I found myself falling back on looking at the score of digital photographs I have stored at various locations on just about every computer I it at in a months time span. I see a pattern, it's mostly of those every day things around me that captivate my lens. Beta in a Bowl with Peace Lillies sprouting out from the top. The cats lounging around watching me mill about, waiting for kitty treats or affection. Or around holidays, family doing all the normal Norman Rockwell kind of things that families do, such as try to sneak food off the table, shake gifts in an attempt to guess the contents, you know the drill.

All of this "normal stuff" seems to rarely find its way into the museums and galleries that surround us. They find their way into the average picture album, the Sunday Times, various magazines, and more. Rather the things that we see develop through time by looking at the galleries and museums are images more like the outsiders of society, the people the common person never gets to see, and places we will never visit. However while this isn't necessarily abnormal, where is our history of the normal? Where is our catalog of everyday images that we relate to without even thinking about it?

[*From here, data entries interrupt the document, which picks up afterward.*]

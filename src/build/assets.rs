//! Asset directory copying.
//!
//! `copyAssets` in the site config lists directories copied verbatim into
//! the output:
//!
//! ```yaml
//! copyAssets:
//!   - assets              # site/assets -> dist-site/assets
//!   - [static, public]    # site/static -> dist-site/public
//! ```

use std::path::{Path, PathBuf};

use serde::Deserialize;
use serde_yaml::Value;
use walkdir::WalkDir;

use crate::config::{COPY_ASSETS_KEY, ConfigStore};

#[derive(thiserror::Error, Debug)]
pub enum AssetError {
    #[error("asset source directory does not exist: {0}")]
    MissingSource(PathBuf),

    #[error("invalid copyAssets entry: {0}")]
    InvalidEntry(String),

    #[error("failed to copy {path}: {source}")]
    Copy {
        path: PathBuf,
        source: std::io::Error,
    },

    #[error("failed to walk {path}: {source}")]
    Walk {
        path: PathBuf,
        source: walkdir::Error,
    },
}

/// One `copyAssets` entry: a directory under the site root and the name it
/// is copied to under the output root.
#[derive(Debug, Clone, PartialEq, Eq)]
pub struct AssetSpec {
    pub source: String,
    pub dest: String,
}

/// Accepted shapes of a `copyAssets` entry.
#[derive(Deserialize)]
#[serde(untagged)]
enum AssetEntry {
    Plain(String),
    Renamed(String, String),
}

impl AssetSpec {
    /// A plain name copies to the same name; a two-element sequence
    /// renames on copy.
    pub fn from_value(value: &Value) -> Result<Self, AssetError> {
        let (source, dest) = match serde_yaml::from_value(value.clone()) {
            Ok(AssetEntry::Plain(name)) => (name.clone(), name),
            Ok(AssetEntry::Renamed(source, dest)) => (source, dest),
            Err(_) => return Err(invalid(value)),
        };

        let (source, dest) = (source.trim(), dest.trim());
        if source.is_empty() || dest.is_empty() {
            return Err(invalid(value));
        }

        Ok(Self {
            source: source.to_string(),
            dest: dest.to_string(),
        })
    }
}

fn invalid(value: &Value) -> AssetError {
    AssetError::InvalidEntry(
        serde_yaml::to_string(value)
            .map(|s| s.trim().to_string())
            .unwrap_or_else(|_| format!("{value:?}")),
    )
}

/// Read the `copyAssets` list. An absent key means nothing to copy; a single
/// scalar is taken as a one-entry list.
pub fn asset_specs(config: &ConfigStore) -> Result<Vec<AssetSpec>, AssetError> {
    if !config.has(COPY_ASSETS_KEY) {
        return Ok(Vec::new());
    }

    match config.get(COPY_ASSETS_KEY) {
        Value::Null => Ok(Vec::new()),
        Value::Sequence(entries) => entries.iter().map(AssetSpec::from_value).collect(),
        other => Ok(vec![AssetSpec::from_value(other)?]),
    }
}

/// Recursively copy `source` into `dest`, creating directories as needed.
/// Returns the number of files copied.
pub fn copy_dir(source: &Path, dest: &Path) -> Result<usize, AssetError> {
    if !source.is_dir() {
        return Err(AssetError::MissingSource(source.to_path_buf()));
    }

    let mut copied = 0;
    for entry in WalkDir::new(source) {
        let entry = entry.map_err(|e| AssetError::Walk {
            path: source.to_path_buf(),
            source: e,
        })?;

        let Ok(relative) = entry.path().strip_prefix(source) else {
            continue;
        };
        let target = dest.join(relative);

        if entry.file_type().is_dir() {
            std::fs::create_dir_all(&target).map_err(|e| AssetError::Copy {
                path: target.clone(),
                source: e,
            })?;
        } else {
            if let Some(parent) = target.parent() {
                std::fs::create_dir_all(parent).map_err(|e| AssetError::Copy {
                    path: parent.to_path_buf(),
                    source: e,
                })?;
            }
            std::fs::copy(entry.path(), &target).map_err(|e| AssetError::Copy {
                path: entry.path().to_path_buf(),
                source: e,
            })?;
            copied += 1;
        }
    }

    Ok(copied)
}
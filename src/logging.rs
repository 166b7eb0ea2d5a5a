use tracing_subscriber::{EnvFilter, layer::SubscriberExt, util::SubscriberInitExt};

/// Install the global subscriber. `RUST_LOG` directives apply on top of the
/// default level, which is DEBUG with `--debug` and INFO otherwise.
pub fn init_tracing(debug: bool) {
    let level = if debug {
        tracing::Level::DEBUG
    } else {
        tracing::Level::INFO
    };

    tracing_subscriber::registry()
        .with(tracing_subscriber::fmt::layer().with_target(false))
        .with(EnvFilter::from_default_env().add_directive(level.into()))
        .init();
}
pub mod build;
pub mod create;
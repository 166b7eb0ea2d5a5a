use crate::{BuildArgs, build::BuildParameters, site::Site};

pub async fn run(args: &BuildArgs) -> Result<(), anyhow::Error> {
    let root = if args.site.is_relative() {
        std::env::current_dir()?.join(&args.site)
    } else {
        args.site.clone()
    };

    if !root.is_dir() {
        return Err(anyhow::anyhow!(
            "Site directory does not exist: {path}",
            path = root.display()
        ));
    }

    let params = BuildParameters {
        extra_config: args.extra_config.clone(),
        output_dir: args.output.clone(),
    };
    let site = Site::new(root, params);
    println!("Building site '{}'", site.name());

    // Rendering is blocking file I/O from start to finish
    let result = tokio::task::spawn_blocking(move || site.build()).await??;

    println!(
        "Built site to {} ({} pages, {} templates, {} partials, {} asset files)",
        result.output_dir.display(),
        result.pages,
        result.templates,
        result.partials,
        result.assets
    );

    Ok(())
}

So your exercise for this week is to search through the family albums to find that shot that you inadvertently took but haven't discarded. It's usually hiding in the back of that album you rarely open or it's sitting on a disk that you haven't deleted and haven't completely gone through yet.

At the pre-request of my wife to not place her face all over the internet I'll not show the image I want to here. It is a picture of her asleep on the couch with one of the dogs on her lap and a cat trying to occupy the same territory. This may or may not be typical but for anyone who has dogs and cats you probably experienced this at one time or another. It's a genuine image un-doctored and un-posed.